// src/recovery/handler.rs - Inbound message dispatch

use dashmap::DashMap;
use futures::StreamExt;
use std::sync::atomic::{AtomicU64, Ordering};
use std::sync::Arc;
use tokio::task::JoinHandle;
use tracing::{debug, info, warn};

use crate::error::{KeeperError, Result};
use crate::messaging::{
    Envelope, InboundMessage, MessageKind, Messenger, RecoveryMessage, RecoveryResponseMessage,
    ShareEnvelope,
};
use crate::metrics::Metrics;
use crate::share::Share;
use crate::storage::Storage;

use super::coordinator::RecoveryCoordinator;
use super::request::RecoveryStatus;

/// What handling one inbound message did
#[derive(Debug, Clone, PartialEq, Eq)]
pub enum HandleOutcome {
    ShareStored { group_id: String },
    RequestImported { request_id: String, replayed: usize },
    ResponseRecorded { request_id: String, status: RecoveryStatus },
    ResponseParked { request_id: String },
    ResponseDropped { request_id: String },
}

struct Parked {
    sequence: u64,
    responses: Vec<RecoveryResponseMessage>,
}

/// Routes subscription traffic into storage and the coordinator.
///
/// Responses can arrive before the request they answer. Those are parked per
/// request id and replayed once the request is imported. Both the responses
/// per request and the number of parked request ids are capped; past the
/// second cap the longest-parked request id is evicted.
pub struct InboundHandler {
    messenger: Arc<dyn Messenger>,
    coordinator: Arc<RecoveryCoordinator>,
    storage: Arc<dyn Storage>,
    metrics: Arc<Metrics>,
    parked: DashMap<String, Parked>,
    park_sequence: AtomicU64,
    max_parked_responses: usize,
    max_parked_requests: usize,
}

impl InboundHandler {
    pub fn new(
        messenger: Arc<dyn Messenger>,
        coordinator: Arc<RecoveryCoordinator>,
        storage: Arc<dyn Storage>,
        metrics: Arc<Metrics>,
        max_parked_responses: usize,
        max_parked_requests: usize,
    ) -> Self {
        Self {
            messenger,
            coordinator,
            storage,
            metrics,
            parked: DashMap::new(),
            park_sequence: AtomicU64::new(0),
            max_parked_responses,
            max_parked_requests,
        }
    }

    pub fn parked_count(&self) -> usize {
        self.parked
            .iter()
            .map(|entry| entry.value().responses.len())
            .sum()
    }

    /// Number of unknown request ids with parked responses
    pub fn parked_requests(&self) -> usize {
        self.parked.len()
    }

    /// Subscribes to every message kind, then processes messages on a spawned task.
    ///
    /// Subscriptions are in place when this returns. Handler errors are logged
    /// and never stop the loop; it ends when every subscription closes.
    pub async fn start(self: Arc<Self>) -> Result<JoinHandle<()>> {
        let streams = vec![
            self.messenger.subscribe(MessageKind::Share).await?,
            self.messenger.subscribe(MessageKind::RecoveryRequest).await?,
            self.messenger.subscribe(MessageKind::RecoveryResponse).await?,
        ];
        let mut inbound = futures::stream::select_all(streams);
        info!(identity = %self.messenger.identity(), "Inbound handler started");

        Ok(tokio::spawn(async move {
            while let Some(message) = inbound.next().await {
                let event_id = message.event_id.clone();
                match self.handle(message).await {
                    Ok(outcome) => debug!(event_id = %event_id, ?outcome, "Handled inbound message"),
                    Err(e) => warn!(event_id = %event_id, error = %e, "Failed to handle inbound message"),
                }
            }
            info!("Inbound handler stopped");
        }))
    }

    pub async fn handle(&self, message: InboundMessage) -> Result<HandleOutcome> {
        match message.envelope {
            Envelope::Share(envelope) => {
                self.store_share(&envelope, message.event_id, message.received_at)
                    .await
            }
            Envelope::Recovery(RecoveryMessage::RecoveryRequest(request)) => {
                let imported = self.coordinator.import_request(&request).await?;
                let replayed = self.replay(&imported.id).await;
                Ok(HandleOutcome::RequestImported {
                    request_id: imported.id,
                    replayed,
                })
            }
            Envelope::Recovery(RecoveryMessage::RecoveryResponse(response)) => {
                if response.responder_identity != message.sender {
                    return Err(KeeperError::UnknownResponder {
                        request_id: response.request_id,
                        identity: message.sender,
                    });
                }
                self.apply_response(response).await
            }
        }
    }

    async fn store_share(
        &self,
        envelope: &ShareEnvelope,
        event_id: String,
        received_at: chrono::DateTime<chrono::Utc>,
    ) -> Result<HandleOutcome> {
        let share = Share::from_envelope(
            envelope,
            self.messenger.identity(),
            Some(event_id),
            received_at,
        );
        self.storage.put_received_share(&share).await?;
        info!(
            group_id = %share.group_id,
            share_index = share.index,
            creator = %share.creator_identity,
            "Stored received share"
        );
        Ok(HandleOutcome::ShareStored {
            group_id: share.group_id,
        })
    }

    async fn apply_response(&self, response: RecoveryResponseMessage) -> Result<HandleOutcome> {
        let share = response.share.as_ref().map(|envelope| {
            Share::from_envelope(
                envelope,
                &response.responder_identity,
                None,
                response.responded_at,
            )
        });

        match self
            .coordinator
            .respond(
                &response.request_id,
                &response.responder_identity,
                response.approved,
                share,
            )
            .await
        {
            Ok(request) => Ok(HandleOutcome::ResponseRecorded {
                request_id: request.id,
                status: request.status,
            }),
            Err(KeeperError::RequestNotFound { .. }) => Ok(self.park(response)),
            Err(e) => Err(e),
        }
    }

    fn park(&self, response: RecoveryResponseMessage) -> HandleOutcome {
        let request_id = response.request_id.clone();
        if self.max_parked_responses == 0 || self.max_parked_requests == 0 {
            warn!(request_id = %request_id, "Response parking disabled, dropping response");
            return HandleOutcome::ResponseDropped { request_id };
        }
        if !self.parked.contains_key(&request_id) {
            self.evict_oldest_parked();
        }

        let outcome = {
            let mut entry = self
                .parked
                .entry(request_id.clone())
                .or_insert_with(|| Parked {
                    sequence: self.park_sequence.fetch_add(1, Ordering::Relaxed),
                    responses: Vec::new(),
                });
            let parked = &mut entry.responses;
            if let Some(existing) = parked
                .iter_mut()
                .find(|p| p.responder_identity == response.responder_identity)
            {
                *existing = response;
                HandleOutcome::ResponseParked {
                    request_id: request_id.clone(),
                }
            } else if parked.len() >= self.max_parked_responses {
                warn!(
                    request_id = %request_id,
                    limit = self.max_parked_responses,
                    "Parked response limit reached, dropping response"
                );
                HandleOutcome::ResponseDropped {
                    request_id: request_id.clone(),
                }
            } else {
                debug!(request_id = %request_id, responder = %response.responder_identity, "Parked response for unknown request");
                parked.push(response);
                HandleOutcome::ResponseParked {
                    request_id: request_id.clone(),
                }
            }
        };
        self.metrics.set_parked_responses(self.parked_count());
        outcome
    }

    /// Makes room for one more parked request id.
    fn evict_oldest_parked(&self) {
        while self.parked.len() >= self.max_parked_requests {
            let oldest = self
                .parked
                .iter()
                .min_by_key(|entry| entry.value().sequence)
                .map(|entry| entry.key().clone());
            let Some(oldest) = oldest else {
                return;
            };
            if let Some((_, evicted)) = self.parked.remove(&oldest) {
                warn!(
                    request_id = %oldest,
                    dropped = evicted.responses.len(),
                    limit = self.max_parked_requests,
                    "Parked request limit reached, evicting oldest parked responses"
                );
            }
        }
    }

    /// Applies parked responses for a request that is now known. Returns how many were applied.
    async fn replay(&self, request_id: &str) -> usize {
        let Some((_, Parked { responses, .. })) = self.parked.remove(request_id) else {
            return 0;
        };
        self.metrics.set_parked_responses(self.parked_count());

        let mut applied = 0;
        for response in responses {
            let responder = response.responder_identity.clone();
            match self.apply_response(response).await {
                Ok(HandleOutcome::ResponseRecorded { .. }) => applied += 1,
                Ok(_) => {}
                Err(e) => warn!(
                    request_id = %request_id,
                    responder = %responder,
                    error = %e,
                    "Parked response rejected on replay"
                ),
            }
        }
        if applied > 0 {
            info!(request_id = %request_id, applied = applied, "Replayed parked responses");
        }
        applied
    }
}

——

Return the lines of the listing above exactly as they appear, starting with the first and stopping after the line that holds "use crate::storage::Storage;".

// src/recovery/handler.rs - Inbound message dispatch

use dashmap::DashMap;
use futures::StreamExt;
use std::sync::atomic::{AtomicU64, Ordering};
use std::sync::Arc;
use tokio::task::JoinHandle;
use tracing::{debug, info, warn};

use crate::error::{KeeperError, Result};
use crate::messaging::{
    Envelope, InboundMessage, MessageKind, Messenger, RecoveryMessage, RecoveryResponseMessage,
    ShareEnvelope,
};
use crate::metrics::Metrics;
use crate::share::Share;
use crate::storage::Storage;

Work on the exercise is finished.